When I was first pregnant, I was writing an article about this woman, Lynn Vincent, who was the ghostwriter who wrote Sarah Palin's memoir. And I had imagined that, you know, she would be horrified if I told her I was pregnant because she knew that I was with a woman. And she was adamantly against same-sex marriage. But then when I told her that I was - it came up somehow in conversation - I mean, she just - she - a light came on in her face. And I found that in general that was the kind of reaction I got, that people just thought, oh, my God, you know, you are undergoing this miraculous thing. And even people who I didn't expect to have that reaction - it was amazing to me how many people - how frequently people just thought it was like the best thing ever.
GROSS: So you had taken several foreign assignments as a journalist before that.
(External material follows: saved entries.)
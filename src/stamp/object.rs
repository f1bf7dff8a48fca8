//! Reference stamps in full-width and compressed representation.
//!
//! [`ObjectStamp`] holds the type and nullness facts. [`NarrowStamp`] carries
//! exactly the same facts plus the [`CompressEncoding`] of its representation,
//! so optimizations reasoning about nullness see identical information on
//! both sides of a compression.

use std::fmt;

use super::types::TypeRef;
use crate::compress::CompressEncoding;
use crate::constant::Constant;
use crate::core::error::CompileResult;
use crate::memory::{ConstantReflectionProvider, MemoryAccessProvider};

/// Facts about a reference value.
#[derive(Debug, Clone, PartialEq, Eq, Hash)]
pub struct ObjectStamp {
    /// Declared type; `None` means any object.
    ty: Option<TypeRef>,
    /// The runtime class is exactly `ty`, never a subclass.
    exact: bool,
    non_null: bool,
    always_null: bool,
}

impl ObjectStamp {
    pub fn new(ty: Option<TypeRef>, exact: bool, non_null: bool, always_null: bool) -> Self {
        Self {
            ty,
            exact,
            non_null,
            always_null,
        }
    }

    /// Any reference, possibly null.
    pub fn unrestricted() -> Self {
        Self::new(None, false, false, false)
    }

    /// The constant null.
    pub fn null() -> Self {
        Self::new(None, false, false, true)
    }

    /// A non-null reference of (a subclass of) `ty`.
    pub fn non_null_of(ty: TypeRef) -> Self {
        Self::new(Some(ty), false, true, false)
    }

    /// A non-null reference whose class is exactly `ty`.
    pub fn exact_non_null(ty: TypeRef) -> Self {
        Self::new(Some(ty), true, true, false)
    }

    pub fn ty(&self) -> Option<&TypeRef> {
        self.ty.as_ref()
    }

    pub fn is_exact_type(&self) -> bool {
        self.exact
    }

    pub fn non_null(&self) -> bool {
        self.non_null
    }

    pub fn always_null(&self) -> bool {
        self.always_null
    }

    /// No value satisfies both non-null and always-null.
    pub fn is_empty(&self) -> bool {
        self.non_null && self.always_null
    }

    /// Merge of the facts holding on two incoming paths.
    pub fn meet(&self, other: &ObjectStamp) -> ObjectStamp {
        if self.is_empty() {
            return other.clone();
        }
        if other.is_empty() {
            return self.clone();
        }
        if self == other {
            return self.clone();
        }

        // Null carries no type information, so the other side decides the type.
        if self.always_null {
            return ObjectStamp::new(other.ty.clone(), other.exact, false, other.always_null);
        }
        if other.always_null {
            return ObjectStamp::new(self.ty.clone(), self.exact, false, self.always_null);
        }

        let ty = match (&self.ty, &other.ty) {
            (Some(a), Some(b)) if a == b => Some(a.clone()),
            (Some(a), Some(b)) => a.least_common_ancestor(b),
            _ => None,
        };
        let exact = self.exact && other.exact && ty.is_some() && self.ty == other.ty;
        ObjectStamp::new(ty, exact, self.non_null && other.non_null, false)
    }

    /// `Null` when the stamp only admits null.
    pub fn as_constant(&self) -> Option<Constant> {
        if self.always_null {
            Some(Constant::Null)
        } else {
            None
        }
    }

    /// Fold a full-width reference load from a constant object.
    pub fn read_constant(
        &self,
        provider: &dyn MemoryAccessProvider,
        base: &Constant,
        displacement: i64,
    ) -> CompileResult<Option<Constant>> {
        provider.read_object_constant(base, displacement)
    }

    /// Fold a reference load from a constant array.
    pub fn read_array_element_constant(
        &self,
        reflection: &dyn ConstantReflectionProvider,
        array: &Constant,
        displacement: i64,
    ) -> Option<Constant> {
        reflection.read_array_element_for_offset(array, displacement)
    }

    /// Full-width stamps accept only uncompressed reference constants.
    pub fn is_compatible_constant(&self, constant: &Constant) -> bool {
        !constant.is_reference() || !constant.is_compressed()
    }

    /// The same facts in compressed representation.
    pub fn compressed(&self, encoding: CompressEncoding) -> NarrowStamp {
        NarrowStamp {
            facts: self.clone(),
            encoding,
        }
    }

    fn append_facts(&self, f: &mut fmt::Formatter<'_>) -> fmt::Result {
        write!(
            f,
            "a{}{} {}{}",
            if self.non_null { "!" } else { "" },
            if self.exact { "#" } else { "" },
            self.ty.as_ref().map_or("-", |ty| ty.name()),
            if self.always_null { " NULL" } else { "" },
        )
    }
}

impl fmt::Display for ObjectStamp {
    fn fmt(&self, f: &mut fmt::Formatter<'_>) -> fmt::Result {
        self.append_facts(f)
    }
}

/// Facts about a compressed reference value.
#[derive(Debug, Clone, PartialEq, Eq, Hash)]
pub struct NarrowStamp {
    facts: ObjectStamp,
    encoding: CompressEncoding,
}

impl NarrowStamp {
    pub fn new(facts: ObjectStamp, encoding: CompressEncoding) -> Self {
        Self { facts, encoding }
    }

    pub fn encoding(&self) -> &CompressEncoding {
        &self.encoding
    }

    /// Type and nullness facts, independent of representation.
    pub fn facts(&self) -> &ObjectStamp {
        &self.facts
    }

    /// The same facts in full-width representation.
    pub fn uncompressed(&self) -> ObjectStamp {
        self.facts.clone()
    }

    /// Narrow stamps only mix with narrow stamps of the same encoding.
    pub fn is_compatible(&self, other: &NarrowStamp) -> bool {
        self.encoding == other.encoding
    }

    /// Caller must have checked [`NarrowStamp::is_compatible`].
    pub(crate) fn meet_facts(&self, other: &NarrowStamp) -> NarrowStamp {
        debug_assert!(self.is_compatible(other));
        NarrowStamp {
            facts: self.facts.meet(&other.facts),
            encoding: self.encoding,
        }
    }

    /// `CompressedNull` when the stamp only admits null.
    pub fn as_constant(&self) -> Option<Constant> {
        if self.facts.always_null {
            Some(Constant::CompressedNull)
        } else {
            None
        }
    }

    /// Fold a compressed reference load; the provider must understand narrow reads.
    pub fn read_constant(
        &self,
        provider: &dyn MemoryAccessProvider,
        base: &Constant,
        displacement: i64,
    ) -> CompileResult<Option<Constant>> {
        provider.read_narrow_object_constant(base, displacement, &self.encoding)
    }

    /// Fold an array element load; the generic read is re-compressed because
    /// the element is stored narrow at run time.
    pub fn read_array_element_constant(
        &self,
        reflection: &dyn ConstantReflectionProvider,
        array: &Constant,
        displacement: i64,
    ) -> Option<Constant> {
        reflection
            .read_array_element_for_offset(array, displacement)
            .map(Constant::compress)
    }

    /// Reference constants must already be compressed; other constants pass.
    pub fn is_compatible_constant(&self, constant: &Constant) -> bool {
        !constant.is_reference() || constant.is_compressed()
    }
}

impl fmt::Display for NarrowStamp {
    fn fmt(&self, f: &mut fmt::Formatter<'_>) -> fmt::Result {
        f.write_str("n")?;
        self.facts.append_facts(f)
    }
}

#[cfg(test)]
mod tests {
    use super::*;

    fn hierarchy() -> (TypeRef, TypeRef, TypeRef) {
        let object = TypeRef::root("Object");
        let a = TypeRef::subclass("A", &object);
        let b = TypeRef::subclass("B", &object);
        (object, a, b)
    }

    #[test]
    fn test_meet_of_distinct_types() {
        let (object, a, b) = hierarchy();
        let merged = ObjectStamp::exact_non_null(a).meet(&ObjectStamp::exact_non_null(b));
        assert_eq!(merged.ty(), Some(&object));
        assert!(!merged.is_exact_type());
        assert!(merged.non_null());
        assert!(!merged.always_null());
    }

    #[test]
    fn test_meet_with_null_keeps_type() {
        let (_, a, _) = hierarchy();
        let merged = ObjectStamp::exact_non_null(a.clone()).meet(&ObjectStamp::null());
        assert_eq!(merged.ty(), Some(&a));
        assert!(merged.is_exact_type());
        assert!(!merged.non_null());
        assert!(!merged.always_null());

        let both_null = ObjectStamp::null().meet(&ObjectStamp::null());
        assert!(both_null.always_null());
    }

    #[test]
    fn test_empty_is_identity() {
        let (_, a, _) = hierarchy();
        let empty = ObjectStamp::new(None, false, true, true);
        let stamp = ObjectStamp::non_null_of(a);
        assert_eq!(empty.meet(&stamp), stamp);
        assert_eq!(stamp.meet(&empty), stamp);
    }

    #[test]
    fn test_meet_with_unrestricted_type() {
        let (_, a, _) = hierarchy();
        let merged = ObjectStamp::exact_non_null(a).meet(&ObjectStamp::unrestricted());
        assert_eq!(merged.ty(), None);
        assert!(!merged.is_exact_type());
        assert!(!merged.non_null());
    }

    #[test]
    fn test_display() {
        let (_, a, _) = hierarchy();
        let stamp = ObjectStamp::exact_non_null(a);
        assert_eq!(stamp.to_string(), "a!# A");
        assert_eq!(
            stamp.compressed(CompressEncoding::with_shift(3)).to_string(),
            "na!# A"
        );
        assert_eq!(ObjectStamp::null().to_string(), "a - NULL");
    }

    #[test]
    fn test_constant_compatibility() {
        let narrow = ObjectStamp::unrestricted().compressed(CompressEncoding::with_shift(3));
        let wide = ObjectStamp::unrestricted();
        let obj = Constant::object(0x1000);

        assert!(narrow.is_compatible_constant(&obj.compress()));
        assert!(!narrow.is_compatible_constant(&obj));
        assert!(narrow.is_compatible_constant(&Constant::int(32, 1)));
        assert!(wide.is_compatible_constant(&obj));
        assert!(!wide.is_compatible_constant(&Constant::CompressedNull));
    }
}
And when you were pregnant, you were offered a writing assignment in Mongolia. You decided to accept the assignment. You were five months pregnant at the time. How did you do the calculus about whether to take that assignment or not?
LEVY: Well, the first thing I did was asked my doctor, is this OK? And he said, yeah, of course it's OK. You know, I mean, the baby doesn't get dislodged by going on an airplane. You know, a fetus doesn't get dislodged by going on an airplane. That's not a thing. And, you know, so that was almost the beginning and the end of it. I mean, once a doctor said to me, of course it's fine, I'm not superstitious. And I'm not a sissy, you know.
So once this doctor told me it was OK, that was that. And I think the other thing was that I love going to places where everything is new and everything is a surprise and then writing about my experience. I mean, that's my favorite kind of story. And I knew I wouldn't be able to do another story like that for a long time. So I was delighted to have one last big, wild, adventurous story before I - and, you know, temporarily stopped living that way and really committed myself to being the mother of an infant, which is all-encompassing, of course.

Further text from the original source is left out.